Notice how GOP talking points persist even when refuted over and over with real facts? Today many commentators are registering amazement at rightwing blogger Eric Erickson's blithe response to facts that undercut his contentions. After Erickson asserted that everyday reality contradicted Ben Bernake's claims that inflation is not rising, Paul Krugman pointed out, citing the requisite facts and figures, that it really, honestly isn't rising, to which Erickson responded cavalierly:

Seriously, Paul's point is correct, but it is an issue of perception of people versus the reality of his chart.  He can certainly go tell people milk prices haven't gone up, but good luck getting them to believe him.

In other words, Erickson doesn't think facts matter. As Steve Benen puts it:

Erickson's point to Byers seems to be that perception is reality. A Nobel laureate can tell folks the price of milk and bread has been stable, but if people don't believe the facts, the facts don't matter.
Benen adds:
Erickson is effectively saying his role as a media professional is irrelevant -- people will simply perceive truths whether they're consistent with the facts or not. Sure, Erickson could provide the public with facts, but good luck getting them to believe them.
Benen, although essentially correct, is, however, missing the real point. Erickson is simply affirming a significant conservative project which is the creation of a counterfactual universe that protects right wing ideology and the partisan politics that serves it. Just considering a few recent political stories brings up several examples of the gap -make that a chasm - between what animates rightwing political discourse and what constitutes reality.

First up is the manufactured "scandalmania" that has generated reams of media coverage and justified hours of overheated GOP rhetoric. Of course, as progressive commentators pointed out all along, Benghazi was a lot of hot air, and the IRS scandal seems to have been no more than the result of overworked, understaffed IRS staff to create some short-cuts by profiling both Tea Partiers and Progressives. A silly waste of time, yet, as Ed Kilgore points out, it's part and parcel of a world view created by rightwing media and cooperative GOP politicians that reflexively casts governance by the other party as essential scandalous by promoting  "the broader 'narrative' of an arrogant socialist political leader overstepping his boundaries."

For another example, think back to last week when the GOP-dominated House of Representatives passed a restrictive abortion bill that hinged on a false fetal pain narrative. The assertion that a fetus feels pain at 20 weeks is widely rejected by the medical profession; the meme stubbornly persists, however, among conservatives, bolstered by the familiar references to misinterpreted or discredited, research:

The junk science of fetal pain, for example, hinges almost exclusively on factsheets and testimony that cherry pick quotations about the development of neural pain receptors in the fetus, rather than on comprehensive scientific literature.
If you have a strong stomach, take a look at this response to President Obama's speech last Tuesday outlining initiatives to combat gloal warming. Somebody is seriously misinformed or outright lying. Not a surprising reaction, though, given that so many politicians are willing to cite junk science to justify labeling anthropogenic global warming a hoax.

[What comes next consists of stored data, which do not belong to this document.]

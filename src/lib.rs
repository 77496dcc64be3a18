pub mod bridge;
pub mod cli;
pub mod codec;
pub mod config;
pub mod frontend;
pub mod jsonrpc;
pub mod logging;
pub mod session;
pub mod upstream;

The use of sensationalized reporting and junk science to create a false narrative and discredit actual facts is nothing new. It dates back to the early efforts to discredit scientific evidence that smoking could cause cancer. As late as 1980, the American Enterprise Institute, was willing to hire out its researchers to big tobacco for the sum of $25,000, producing "a study in support of the tobacco industry titled, Cost-Benefit Analysis of Regulation: Consumer Products. The study was designed to counteract "social cost" arguments against smoking by broadening the social cost issue to include other consumer products such as alcohol and saccharin."

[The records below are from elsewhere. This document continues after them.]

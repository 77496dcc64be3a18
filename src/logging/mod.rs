/// Initializes the process-wide logger. Logging here is strictly a
/// side-channel: nothing in the bridge or frontend ever branches on whether a
/// log line was written, and no request/response body is logged at info or
/// above, only sizes and ids.
pub fn init() {
    let level = std::env::var("RUST_LOG").unwrap_or_else(|_| "info".to_string());
    std::env::set_var("RUST_LOG", format!("{level},pingora_core=warn,pingora_proxy=warn"));
    env_logger::init();
}
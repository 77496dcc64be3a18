use http::StatusCode;
use pingora_error::Result as PingoraResult;
use pingora_proxy::Session;
use serde_json::json;

use super::write_json;
use crate::bridge::SessionBridge;
use crate::config::Settings;

/// `GET /health`, served on the same listener as the frontend routes. Never
/// touches the bridge beyond reading its current session count.
pub async fn handle(session: &mut Session, bridge: &SessionBridge, settings: &Settings) -> PingoraResult<bool> {
    let body = json!({
        "status": "ok",
        "inputMode": settings.input_mode.as_str(),
        "outputMode": settings.output_mode.as_str(),
        "sessions": bridge.session_count(),
    });
    write_json(session, StatusCode::OK, serde_json::to_vec(&body).expect("json body always serializes")).await
}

The same tactics have been used for almost every contentious issue since then - that is, those issues that either agitate the GOP's corporate sponsors or its reactionary and change-addled base. Junk science, the advent of conservative media outlets, talk radio and Fox news, along with compliant pols have combined to create an alternative, conservative fantasyland to which a large portion of the public has enthusiastically subscribed.

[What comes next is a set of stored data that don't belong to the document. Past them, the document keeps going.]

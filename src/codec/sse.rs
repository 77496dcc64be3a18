use bytes::{Bytes, BytesMut};

use crate::jsonrpc::Frame;

/// Upper bound on a single SSE record; records past this are dropped and the
/// decoder resynchronizes at the next blank line.
pub const MAX_RECORD_BYTES: usize = 16 * 1024 * 1024;

#[derive(Debug, Clone, PartialEq, Eq)]
pub struct SseRecord {
    pub event: Option<String>,
    pub data: Option<String>,
    pub comment_only: bool,
}

#[derive(Debug, thiserror::Error, PartialEq, Eq)]
pub enum SseDecodeError {
    #[error("SSE record exceeded {0} bytes")]
    RecordTooLarge(usize),
}

/// Frame-level interpretation of a decoded SSE record.
#[derive(Debug, Clone)]
pub enum SseEvent {
    Endpoint(String),
    Message(Frame),
    Heartbeat,
    /// An event name we don't assign meaning to; forwarded to logs only.
    Other { event: Option<String>, data: String },
    ParseError(String),
}

pub fn classify(record: SseRecord) -> SseEvent {
    if record.comment_only && record.event.is_none() && record.data.is_none() {
        return SseEvent::Heartbeat;
    }
    match record.event.as_deref() {
        Some("endpoint") => SseEvent::Endpoint(record.data.unwrap_or_default()),
        Some("message") | None => {
            let data = record.data.unwrap_or_default();
            if data.is_empty() {
                SseEvent::Heartbeat
            } else {
                match serde_json::from_str::<Frame>(&data) {
                    Ok(frame) => SseEvent::Message(frame),
                    Err(e) => SseEvent::ParseError(e.to_string()),
                }
            }
        }
        Some(other) => SseEvent::Other {
            event: Some(other.to_string()),
            data: record.data.unwrap_or_default(),
        },
    }
}

/// Encodes a single JSON-RPC frame as an SSE `message` event.
pub fn encode_message(frame: &Frame) -> Result<Bytes, serde_json::Error> {
    let json = serde_json::to_string(frame)?;
    Ok(Bytes::from(format!("event: message\ndata: {json}\n\n")))
}

/// Encodes the endpoint-advertisement record a frontend sends once, right
/// after opening an SSE stream, naming the path clients should POST to.
pub fn encode_endpoint(path: &str) -> Bytes {
    Bytes::from(format!("event: endpoint\ndata: {path}\n\n"))
}

/// A comment-only record. Used as a heartbeat because comment lines are
/// invisible to any SSE parser's event/data accumulation.
pub fn encode_heartbeat() -> Bytes {
    Bytes::from_static(b":ping\n\n")
}

/// Incrementally decodes an SSE byte stream into records, tolerating chunk
/// boundaries that land anywhere — mid-line, mid-field, or mid-record — by
/// keeping unconsumed bytes in an internal carry buffer until a full record
/// (terminated by a blank line) is available.
pub struct SseDecoder {
    buf: BytesMut,
    max_record_bytes: usize,
}

impl SseDecoder {
    pub fn new() -> Self {
        Self::with_max_record_bytes(MAX_RECORD_BYTES)
    }

    pub fn with_max_record_bytes(max_record_bytes: usize) -> Self {
        Self { buf: BytesMut::new(), max_record_bytes }
    }

    pub fn feed(&mut self, chunk: &[u8]) -> Vec<Result<SseRecord, SseDecodeError>> {
        self.buf.extend_from_slice(chunk);
        let mut out = Vec::new();

        loop {
            let boundary = find_blank_line(&self.buf);
            let Some((record_end, consumed)) = boundary else {
                if self.buf.len() > self.max_record_bytes {
                    out.push(Err(SseDecodeError::RecordTooLarge(self.max_record_bytes)));
                    self.buf.clear();
                }
                break;
            };

            let record_bytes = self.buf.split_to(record_end);
            let _ = self.buf.split_to(consumed - record_end);

            if record_bytes.len() > self.max_record_bytes {
                out.push(Err(SseDecodeError::RecordTooLarge(self.max_record_bytes)));
                continue;
            }

            if let Some(record) = parse_record(&record_bytes) {
                out.push(Ok(record));
            }
        }

        out
    }
}

impl Default for SseDecoder {
    fn default() -> Self {
        Self::new()
    }
}

/// Finds the first blank-line record terminator (`\n\n` or `\r\n\r\n`),
/// returning (record byte length, total bytes including the separator).
fn find_blank_line(buf: &[u8]) -> Option<(usize, usize)> {
    let mut i = 0;
    while i + 1 < buf.len() {
        if buf[i] == b'\n' && buf[i + 1] == b'\n' {
            return Some((i, i + 2));
        }
        if i + 3 < buf.len() && &buf[i..i + 4] == b"\r\n\r\n" {
            return Some((i, i + 4));
        }
        i += 1;
    }
    None
}

fn parse_record(raw: &[u8]) -> Option<SseRecord> {
    let text = String::from_utf8_lossy(raw);
    let mut event: Option<String> = None;
    let mut data_lines: Vec<String> = Vec::new();
    let mut had_comment = false;
    let mut saw_any_line = false;

    for line in text.split('\n') {
        let line = line.strip_suffix('\r').unwrap_or(line);
        if line.is_empty() {
            continue;
        }
        saw_any_line = true;
        if let Some(rest) = line.strip_prefix(':') {
            let _ = rest;
            had_comment = true;
        } else if let Some(rest) = line.strip_prefix("event:") {
            event = Some(rest.trim_start().to_string());
        } else if let Some(rest) = line.strip_prefix("data:") {
            data_lines.push(rest.strip_prefix(' ').unwrap_or(rest).to_string());
        }
        // Other field names (id:, retry:) carry no meaning for this bridge.
    }

    if !saw_any_line {
        return None;
    }

    let data = if data_lines.is_empty() { None } else { Some(data_lines.join("\n")) };
    Some(SseRecord { event, data, comment_only: had_comment && event.is_none() && data.is_none() })
}

#[cfg(test)]
mod tests {
    use super::*;

    #[test]
    fn decodes_single_message_record() {
        let mut d = SseDecoder::new();
        let out = d.feed(b"event: message\ndata: {\"jsonrpc\":\"2.0\",\"id\":1,\"method\":\"ping\"}\n\n");
        assert_eq!(out.len(), 1);
        let rec = out.into_iter().next().unwrap().unwrap();
        match classify(rec) {
            SseEvent::Message(f) => assert_eq!(f.method.as_deref(), Some("ping")),
            other => panic!("expected Message, got {other:?}"),
        }
    }

    #[test]
    fn chunk_boundary_inside_record_is_not_lost() {
        let mut d = SseDecoder::new();
        let whole = b"event: endpoint\ndata: /messages/abc\n\n".to_vec();
        let (a, b) = whole.split_at(10);
        let mut out = d.feed(a);
        assert!(out.is_empty());
        out.extend(d.feed(b));
        assert_eq!(out.len(), 1);
        let rec = out.into_iter().next().unwrap().unwrap();
        match classify(rec) {
            SseEvent::Endpoint(path) => assert_eq!(path, "/messages/abc"),
            other => panic!("expected Endpoint, got {other:?}"),
        }
    }

    #[test]
    fn multiline_data_joined_with_newline() {
        let mut d = SseDecoder::new();
        let out = d.feed(b"event: message\ndata: line one\ndata: line two\n\n");
        let rec = out.into_iter().next().unwrap().unwrap();
        assert_eq!(rec.data.as_deref(), Some("line one\nline two"));
    }

    #[test]
    fn comment_only_record_is_heartbeat() {
        let mut d = SseDecoder::new();
        let out = d.feed(b":ping\n\n");
        let rec = out.into_iter().next().unwrap().unwrap();
        assert!(matches!(classify(rec), SseEvent::Heartbeat));
    }

    #[test]
    fn two_records_in_one_chunk_both_decode() {
        let mut d = SseDecoder::new();
        let out = d.feed(b"event: message\ndata: {\"jsonrpc\":\"2.0\",\"method\":\"a\"}\n\nevent: message\ndata: {\"jsonrpc\":\"2.0\",\"method\":\"b\"}\n\n");
        assert_eq!(out.len(), 2);
    }

    #[test]
    fn oversized_record_reports_error_and_resyncs() {
        let mut d = SseDecoder::with_max_record_bytes(16);
        let mut out = d.feed(b"event: message\ndata: this is far too long for the cap\n\n");
        out.extend(d.feed(b"event: message\ndata: ok\n\n"));
        assert!(out.iter().any(|r| r.is_err()));
        let last = out.into_iter().last().unwrap().unwrap();
        assert_eq!(last.data.as_deref(), Some("ok"));
    }
}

It is important for progressives to realize that we are up against fantasists and the fools who believe them and that, while it is important to have the facts at hand and repeat them often, the best tools will be indifference and ridicule. Remember just how powerful Nancy Pelosi's dismissal of Michele Bachmann was yesterday?  Erickson clearly doesn't care about the facts; he knows he doesn't have to.  Progressives can't ignore the facts, but after we do our research, make our positions known, reference our authorities, we need to let the fools know that we see their foolishness and that  we too, like Pelosi,  "don't care" - we know we have the right of it - so to speak.